[YOUR TASK]: Both the line below containing "cfg.hop_len(), &cfg), 2);" and the line containing "keeps candidates whose", along with every line between them, should be repeated exactly; no other line belongs in the answer.
EXERCISE DATA Start Marker
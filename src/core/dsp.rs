use ndarray::{Array2, ArrayView2};
use num_complex::Complex32;
use rubato::{FftFixedInOut, Resampler};
use rustfft::{num_traits::Zero, FftPlanner};
use tracing::debug;

use crate::{
    error::{Result, SeparationError},
    types::StftConfig,
};

const RESAMPLE_CHUNK: usize = 1024;

pub fn compute_hann(n: usize) -> Vec<f32> {
    if n <= 1 {
        return vec![1.0];
    }
    let denom = (n - 1) as f32;
    (0..n)
        .map(|i| 0.5 - 0.5 * (2.0 * std::f32::consts::PI * (i as f32) / denom).cos())
        .collect()
}

/// Number of frames `stft` produces for a signal of `len` samples.
pub fn frame_count(len: usize, cfg: &StftConfig) -> usize {
    let frame_len = cfg.frame_len();
    if len <= frame_len {
        1
    } else {
        1 + (len - frame_len) / cfg.hop_len()
    }
}

/// Complex spectrogram with shape (frames, bins).
///
/// Frames start at sample 0 (no centering), each frame is Hann-windowed and
/// zero-padded to `fft_size`. A signal shorter than one window is zero-padded
/// to a single frame.
pub fn stft(signal: &[f32], cfg: &StftConfig) -> Result<Array2<Complex32>> {
    cfg.validate()?;

    let frame_len = cfg.frame_len();
    let hop = cfg.hop_len();
    let n_fft = cfg.fft_size;
    let bins = cfg.freq_bins();
    let frames = frame_count(signal.len(), cfg);

    let window = compute_hann(frame_len);
    let fft = FftPlanner::<f32>::new().plan_fft_forward(n_fft);

    let mut out = Array2::<Complex32>::zeros((frames, bins));
    let mut buf = vec![Complex32::zero(); n_fft];

    for (fr, mut row) in out.rows_mut().into_iter().enumerate() {
        buf.fill(Complex32::zero());

        let start = fr * hop;
        for (i, w) in window.iter().enumerate() {
            let x = signal.get(start + i).copied().unwrap_or(0.0);
            buf[i] = Complex32::new(x * w, 0.0);
        }

        fft.process(&mut buf);

        for (dst, src) in row.iter_mut().zip(buf.iter()) {
            *dst = *src;
        }
    }

    Ok(out)
}

/// Inverse of [`stft`]: windowed overlap-add normalized by the summed squared window.
///
/// When `length` is given the output is truncated or zero-extended to it,
/// otherwise it spans `(frames - 1) * hop + window` samples.
pub fn istft(spec: ArrayView2<'_, Complex32>, cfg: &StftConfig, length: Option<usize>) -> Result<Vec<f32>> {
    cfg.validate()?;

    let bins = cfg.freq_bins();
    if spec.ncols() != bins {
        return Err(SeparationError::ShapeMismatch(format!(
            "spectrogram has {} frequency bins, configuration expects {}",
            spec.ncols(),
            bins
        )));
    }

    let frame_len = cfg.frame_len();
    let hop = cfg.hop_len();
    let n_fft = cfg.fft_size;
    let frames = spec.nrows();

    let natural_len = if frames == 0 {
        0
    } else {
        (frames - 1) * hop + frame_len
    };

    let window = compute_hann(frame_len);
    let ifft = FftPlanner::<f32>::new().plan_fft_inverse(n_fft);
    let scale = 1.0 / (n_fft as f32);

    let mut out = vec![0.0f32; natural_len];
    let mut window_sum = vec![0.0f32; natural_len];
    let mut buf = vec![Complex32::zero(); n_fft];

    for (fr, row) in spec.rows().into_iter().enumerate() {
        buf.fill(Complex32::zero());
        for (dst, src) in buf.iter_mut().zip(row.iter()) {
            *dst = *src;
        }

        if !cfg.two_sided {
            // Rebuild the negative frequencies from the conjugate mirror
            for fi in 1..bins {
                let neg = n_fft - fi;
                if neg >= bins {
                    buf[neg] = buf[fi].conj();
                }
            }
            buf[0].im = 0.0;
            if n_fft % 2 == 0 {
                buf[n_fft / 2].im = 0.0;
            }
        }

        ifft.process(&mut buf);

        let start = fr * hop;
        for (i, w) in window.iter().enumerate() {
            let pos = start + i;
            out[pos] += buf[i].re * scale * w;
            window_sum[pos] += w * w;
        }
    }

    for (x, &sum) in out.iter_mut().zip(window_sum.iter()) {
        if sum > 1e-10 {
            *x /= sum;
        }
    }

    if let Some(len) = length {
        out.resize(len, 0.0);
    }

    Ok(out)
}

/// First-order high-pass `y[n] = x[n] - coeff * x[n - 1]`.
pub fn preemphasis(signal: &[f32], coeff: f32) -> Vec<f32> {
    let mut prev = 0.0f32;
    signal
        .iter()
        .map(|&x| {
            let y = x - coeff * prev;
            prev = x;
            y
        })
        .collect()
}

/// Inverse of [`preemphasis`]: `x[n] = y[n] + coeff * x[n - 1]`.
pub fn undo_preemphasis(signal: &[f32], coeff: f32) -> Vec<f32> {
    let mut prev = 0.0f32;
    signal
        .iter()
        .map(|&y| {
            let x = y + coeff * prev;
            prev = x;
            x
        })
        .collect()
}

/// Mono resampling with rubato's FFT resampler. The output is trimmed of the
/// resampler delay and holds `ceil(len * to / from)` samples.
pub fn resample(signal: &[f32], from: u32, to: u32) -> Result<Vec<f32>> {
    if from == 0 || to == 0 {
        return Err(SeparationError::InvalidConfig(format!(
            "cannot resample from {from} Hz to {to} Hz"
        )));
    }
    if from == to || signal.is_empty() {
        return Ok(signal.to_vec());
    }

    let mut resampler = FftFixedInOut::<f32>::new(from as usize, to as usize, RESAMPLE_CHUNK, 1)
        .map_err(|e| SeparationError::Audio(format!("Failed to create resampler: {e}")))?;

    let expected = ((signal.len() as u64 * to as u64 + from as u64 - 1) / from as u64) as usize;
    let delay = resampler.output_delay();
    let mut out: Vec<f32> = Vec::with_capacity(expected + delay);

    let mut pos = 0usize;
    while pos + resampler.input_frames_next() <= signal.len() {
        let n = resampler.input_frames_next();
        let input = vec![&signal[pos..pos + n]];
        let chunk = resampler
            .process(&input, None)
            .map_err(|e| SeparationError::Audio(format!("Resampling failed: {e}")))?;
        out.extend_from_slice(&chunk[0]);
        pos += n;
    }

    if pos < signal.len() {
        let input = vec![&signal[pos..]];
        let chunk = resampler
            .process_partial(Some(input.as_slice()), None)
            .map_err(|e| SeparationError::Audio(format!("Resampling failed: {e}")))?;
        out.extend_from_slice(&chunk[0]);
    }

    // Flush the delay line
    while out.len() < expected + delay {
        let chunk = resampler
            .process_partial::<&[f32]>(None, None)
            .map_err(|e| SeparationError::Audio(format!("Resampling failed: {e}")))?;
        if chunk[0].is_empty() {
            break;
        }
        out.extend_from_slice(&chunk[0]);
    }

    let mut out: Vec<f32> = out.into_iter().skip(delay).take(expected).collect();
    out.resize(expected, 0.0);

    debug!(from, to, input = signal.len(), output = out.len(), "resampled");
    Ok(out)
}

/// Model-rate spectrogram of a raw signal: resample to `cfg.sample_rate`,
/// apply preemphasis, then [`stft`].
pub fn make_stft_features(
    signal: &[f32],
    sample_rate: u32,
    cfg: &StftConfig,
    preemphasis_coeff: f32,
) -> Result<Array2<Complex32>> {
    let target_rate = cfg.sample_rate.round() as u32;
    let resampled = resample(signal, sample_rate, target_rate)?;
    let emphasized = preemphasis(&resampled, preemphasis_coeff);
    stft(&emphasized, cfg)
}

#[cfg(test)]
mod tests {
    use super::*;

    #[test]
    fn hann_is_symmetric_and_zero_at_edges() {
        let w = compute_hann(9);
        assert_eq!(w[0], 0.0);
        assert!((w[4] - 1.0).abs() < 1e-6);
        for i in 0..9 {
            assert!((w[i] - w[8 - i]).abs() < 1e-6);
        }
    }

    #[test]
    fn frame_count_covers_short_signals() {
        let cfg = StftConfig::default();
        assert_eq!(frame_count(0, &cfg), 1);
        assert_eq!(frame_count(cfg.frame_len(), &cfg), 1);
        assert_eq!(frame_count(cfg.frame_len() + cfg.hop_len(), &cfg), 2);
    }
}
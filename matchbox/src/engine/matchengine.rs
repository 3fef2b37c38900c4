//! Match Engine Module
//!
//! Runs a potential-match search: reads the requester's collection, fans out
//! one collection read per candidate and keeps the candidates with at least
//! one exchange. Also records matches once a user acts on a proposal.

use serde::Deserialize;
use std::sync::Arc;
use tokio::sync::Semaphore;
use tokio::task::JoinSet;

use crate::engine::data::Partition;
use crate::engine::entry::{MatchProposal, MatchRecord, User};
use crate::engine::matchlogic::Matcher;
use crate::error::{MatchError, StoreError};
use crate::metrics;
use crate::store::{CollectionStore, MatchRecorder, Stores, UserDirectory};

/// How candidates are narrowed down geographically
///
/// There is no distance computation: `PostalCode` only keeps candidates whose
/// postal code equals the requester's. The search radius stored with users
/// is never consulted. `None` searches every postal code.
#[derive(Debug, Deserialize, Clone, Copy, PartialEq, Eq, Default)]
#[serde(rename_all = "snake_case")]
pub enum Locality {
    None,
    #[default]
    PostalCode,
}

#[derive(Debug, Clone, Copy)]
pub struct MatchOptions {
    pub max_concurrent_reads: usize,
    pub locality: Locality,
}

impl Default for MatchOptions {
    fn default() -> Self {
        Self {
            max_concurrent_reads: 8,
            locality: Locality::default(),
        }
    }
}

/// Computes trade proposals for a user in an album
#[derive(Clone)]
pub struct MatchFinder {
    collections: Arc<dyn CollectionStore>,
    directory: Arc<dyn UserDirectory>,
    options: MatchOptions,
}

impl MatchFinder {
    pub fn new(
        collections: Arc<dyn CollectionStore>,
        directory: Arc<dyn UserDirectory>,
        options: MatchOptions,
    ) -> Self {
        Self {
            collections,
            directory,
            options,
        }
    }

    pub fn from_stores(stores: &Stores, options: MatchOptions) -> Self {
        Self::new(stores.collections.clone(), stores.directory.clone(), options)
    }

    /// Lists every other user of `album_id` with whom a duplicate-for-need
    /// exchange is possible, sorted by user id
    ///
    /// An empty list means nobody qualifies, including when the requester
    /// does not exist. Failing to read the requester's collection or to
    /// enumerate candidates is `MatchError::Unavailable`; a failed read for a
    /// single candidate only drops that candidate.
    pub async fn find_potential_matches(
        &self,
        user_id: i64,
        album_id: i64,
    ) -> Result<Vec<MatchProposal>, MatchError> {
        let entries = self
            .collections
            .get_collection_entries(user_id, album_id)
            .await
            .map_err(|e| unavailable("requester collection", user_id, album_id, e))?;
        let mine = Partition::from_entries(&entries);
        if mine.is_empty() {
            log::debug!("user {} has no entries for album {}", user_id, album_id);
        }

        let candidates = self.candidates(user_id, album_id).await?;

        let matcher = Matcher::new(mine);
        if matcher.is_idle() || candidates.is_empty() {
            return Ok(Vec::new());
        }

        let mut proposals = self.evaluate(Arc::new(matcher), candidates, album_id).await;
        proposals.sort_by_key(|p| p.user.id);

        log::info!(
            "user {} album {}: {} potential matches",
            user_id,
            album_id,
            proposals.len()
        );
        Ok(proposals)
    }

    async fn candidates(&self, user_id: i64, album_id: i64) -> Result<Vec<User>, MatchError> {
        let mut candidates = self
            .directory
            .get_users_with_selected_album(album_id, user_id)
            .await
            .map_err(|e| unavailable("candidate enumeration", user_id, album_id, e))?;
        candidates.retain(|c| c.id != user_id);

        if self.options.locality == Locality::PostalCode {
            let postal_code = self
                .directory
                .find_user(user_id)
                .await
                .map_err(|e| unavailable("requester lookup", user_id, album_id, e))?
                .and_then(|u| u.postal_code);
            // A requester without a postal code has no locality to share
            candidates.retain(|c| postal_code.is_some() && c.postal_code == postal_code);
        }

        Ok(candidates)
    }

    async fn evaluate(
        &self,
        matcher: Arc<Matcher>,
        candidates: Vec<User>,
        album_id: i64,
    ) -> Vec<MatchProposal> {
        let permits = Arc::new(Semaphore::new(self.options.max_concurrent_reads.max(1)));
        let mut tasks = JoinSet::new();

        for candidate in candidates {
            let collections = self.collections.clone();
            let permits = permits.clone();
            tasks.spawn(async move {
                let _permit = permits.acquire_owned().await;
                let entries = collections
                    .get_collection_entries(candidate.id, album_id)
                    .await;
                (candidate, entries)
            });
        }

        let mut proposals = Vec::new();
        while let Some(joined) = tasks.join_next().await {
            match joined {
                Ok((candidate, Ok(entries))) => {
                    let theirs = Partition::from_entries(&entries);
                    let exchanges = matcher.exchanges_with(&theirs);
                    if exchanges.is_empty() {
                        continue;
                    }
                    let mine = matcher.requester();
                    proposals.push(MatchProposal {
                        user: candidate.profile(),
                        my_needs: mine.needs.clone(),
                        my_duplicates: mine.duplicates.clone(),
                        their_needs: theirs.needs,
                        their_duplicates: theirs.duplicates,
                        possible_exchanges: exchanges,
                    });
                }
                Ok((candidate, Err(e))) => {
                    metrics::CANDIDATE_READ_FAILURES.inc();
                    log::warn!(
                        "skipping candidate {} for album {}: {}",
                        candidate.id,
                        album_id,
                        e
                    );
                }
                Err(e) => {
                    metrics::CANDIDATE_READ_FAILURES.inc();
                    log::error!("candidate evaluation task failed: {}", e);
                }
            }
        }

        proposals
    }
}

fn unavailable(step: &str, user_id: i64, album_id: i64, err: StoreError) -> MatchError {
    log::error!(
        "{} failed for user {} album {}: {}",
        step,
        user_id,
        album_id,
        err
    );
    MatchError::Unavailable(err)
}

/// Persists matches users decided to act on
#[derive(Clone)]
pub struct MatchBook {
    recorder: Arc<dyn MatchRecorder>,
}

impl MatchBook {
    pub fn new(recorder: Arc<dyn MatchRecorder>) -> Self {
        Self { recorder }
    }

    pub async fn record_match(
        &self,
        user_id: i64,
        other_user_id: i64,
        album_id: i64,
    ) -> Result<MatchRecord, MatchError> {
        if user_id == other_user_id {
            return Err(MatchError::InvalidRequest(
                "a user cannot match with themselves".to_string(),
            ));
        }
        let record = MatchRecord::pending(user_id, other_user_id, album_id);
        self.recorder
            .insert_match(&record)
            .await
            .map_err(|e| match e {
                StoreError::NotFound(what) => MatchError::NotFound(what),
                e => MatchError::Store(e),
            })?;
        log::info!(
            "recorded match {} between {} and {} in album {}",
            record.id,
            user_id,
            other_user_id,
            album_id
        );
        Ok(record)
    }
}
//! Album and Sticker Types
//!
//! Albums and stickers are owned by the catalogue administrators. The match
//! service only reads them, and only the in-memory store keeps them around;
//! the MySQL store joins against its own tables.

use serde::{Deserialize, Serialize};

/// A named, dated collection containing a fixed set of stickers
#[derive(Debug, Clone, PartialEq, Eq, Serialize, Deserialize)]
pub struct Album {
    pub id: i64,
    pub name: String,
    pub year: i32,
    #[serde(default = "default_active")]
    pub active: bool,
}

fn default_active() -> bool {
    true
}

/// An individually numbered collectible belonging to exactly one album
///
/// Numbers are only unique enough within an album for display, so two
/// stickers of the same album may share one.
#[derive(Debug, Clone, PartialEq, Eq, Serialize, Deserialize)]
pub struct Sticker {
    pub id: i64,
    pub album_id: i64,
    pub number: String,
    pub name: String,
    #[serde(default)]
    pub team: Option<String>,
}
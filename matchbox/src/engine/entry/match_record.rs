//! Match Record Types
//!
//! A match record is written once a user acts on a proposal.

use serde::{Deserialize, Serialize};
use std::time::{SystemTime, UNIX_EPOCH};
use uuid::Uuid;

pub const MATCH_STATUS_PENDING: &str = "pending";

/// A persisted trade intent between two users of the same album
#[derive(Debug, Clone, PartialEq, Eq, Serialize, Deserialize)]
#[serde(rename_all = "camelCase")]
pub struct MatchRecord {
    /// Unique identifier for the match
    pub id: String,
    /// User who acted on the proposal
    pub user_id: i64,
    /// Candidate the proposal was about
    pub other_user_id: i64,
    /// Album the trade happens in
    pub album_id: i64,
    pub status: String,
    /// Unix timestamp in seconds
    pub created_at: i64,
}

impl MatchRecord {
    /// Creates a pending match with a fresh identifier
    pub fn pending(user_id: i64, other_user_id: i64, album_id: i64) -> Self {
        let created_at = SystemTime::now()
            .duration_since(UNIX_EPOCH)
            .map(|d| d.as_secs() as i64)
            .unwrap_or_default();
        Self {
            id: Uuid::new_v4().to_string(),
            user_id,
            other_user_id,
            album_id,
            status: MATCH_STATUS_PENDING.to_string(),
            created_at,
        }
    }
}
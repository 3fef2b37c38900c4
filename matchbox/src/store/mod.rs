//! Collaborator stores
//!
//! The match service reads collections and users and writes match records
//! through the traits below. Two adapters exist:
//! - `memory`: seedable in-process store for development and tests
//! - `mysql`: the relational schema behind the production app

use async_trait::async_trait;
use std::sync::Arc;

use crate::config::{StoreConfig, StoreKind};
use crate::engine::entry::{CollectionEntry, MatchRecord, User};
use crate::error::StoreError;

pub mod memory;
pub mod mysql;

pub use memory::MemoryStore;
pub use mysql::MySqlStore;

/// Per-user sticker statuses
#[async_trait]
pub trait CollectionStore: Send + Sync {
    /// Entries of `user_id` for the stickers of `album_id`, joined with the
    /// sticker's collector number. Stickers without an entry are omitted.
    async fn get_collection_entries(
        &self,
        user_id: i64,
        album_id: i64,
    ) -> Result<Vec<CollectionEntry>, StoreError>;
}

/// Lookup of users by their active album
#[async_trait]
pub trait UserDirectory: Send + Sync {
    /// Every user except `excluding_user_id` whose selected album is `album_id`
    async fn get_users_with_selected_album(
        &self,
        album_id: i64,
        excluding_user_id: i64,
    ) -> Result<Vec<User>, StoreError>;

    async fn find_user(&self, user_id: i64) -> Result<Option<User>, StoreError>;
}

/// Persistence of matches users acted on
#[async_trait]
pub trait MatchRecorder: Send + Sync {
    async fn insert_match(&self, record: &MatchRecord) -> Result<(), StoreError>;
}

/// The three collaborators, built once at startup and handed down
#[derive(Clone)]
pub struct Stores {
    pub collections: Arc<dyn CollectionStore>,
    pub directory: Arc<dyn UserDirectory>,
    pub recorder: Arc<dyn MatchRecorder>,
}

impl Stores {
    /// Uses one backend for all three roles
    pub fn shared<S>(store: Arc<S>) -> Self
    where
        S: CollectionStore + UserDirectory + MatchRecorder + 'static,
    {
        Self {
            collections: store.clone(),
            directory: store.clone(),
            recorder: store,
        }
    }

    pub async fn open(config: &StoreConfig) -> Result<Self, StoreError> {
        match config.kind {
            StoreKind::Memory => {
                let store = match &config.seed_path {
                    Some(path) => MemoryStore::load(path)?,
                    None => {
                        log::warn!("no seed_path configured, memory store starts empty");
                        MemoryStore::default()
                    }
                };
                Ok(Self::shared(Arc::new(store)))
            }
            StoreKind::Mysql => {
                let url = config.database_url.as_deref().ok_or_else(|| {
                    StoreError::Unavailable("database_url is required for the mysql store".into())
                })?;
                let store = MySqlStore::connect(url, config.max_connections).await?;
                Ok(Self::shared(Arc::new(store)))
            }
        }
    }
}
EXERCISE DATA End Marker
[ANSWER BELOW]:
        assert_eq!(frame_count(cfg.frame_len() + cfg.hop_len(), &cfg), 2);
    }
}
filename matchbox/src/engine/matchengine.rs
repository 3fef2b37c38900c4
//! Match Engine Module
//!
//! Runs a potential-match search: reads the requester's collection, fans out
//! one collection read per candidate and keeps the candidates with at least
//! one exchange. Also records matches once a user acts on a proposal.

use serde::Deserialize;
use std::sync::Arc;
use tokio::sync::Semaphore;
use tokio::task::JoinSet;

use crate::engine::data::Partition;
use crate::engine::entry::{MatchProposal, MatchRecord, User};
use crate::engine::matchlogic::Matcher;
use crate::error::{MatchError, StoreError};
use crate::metrics;
use crate::store::{CollectionStore, MatchRecorder, Stores, UserDirectory};

/// How candidates are narrowed down geographically
///
/// There is no distance computation: `PostalCode` only keeps candidates whose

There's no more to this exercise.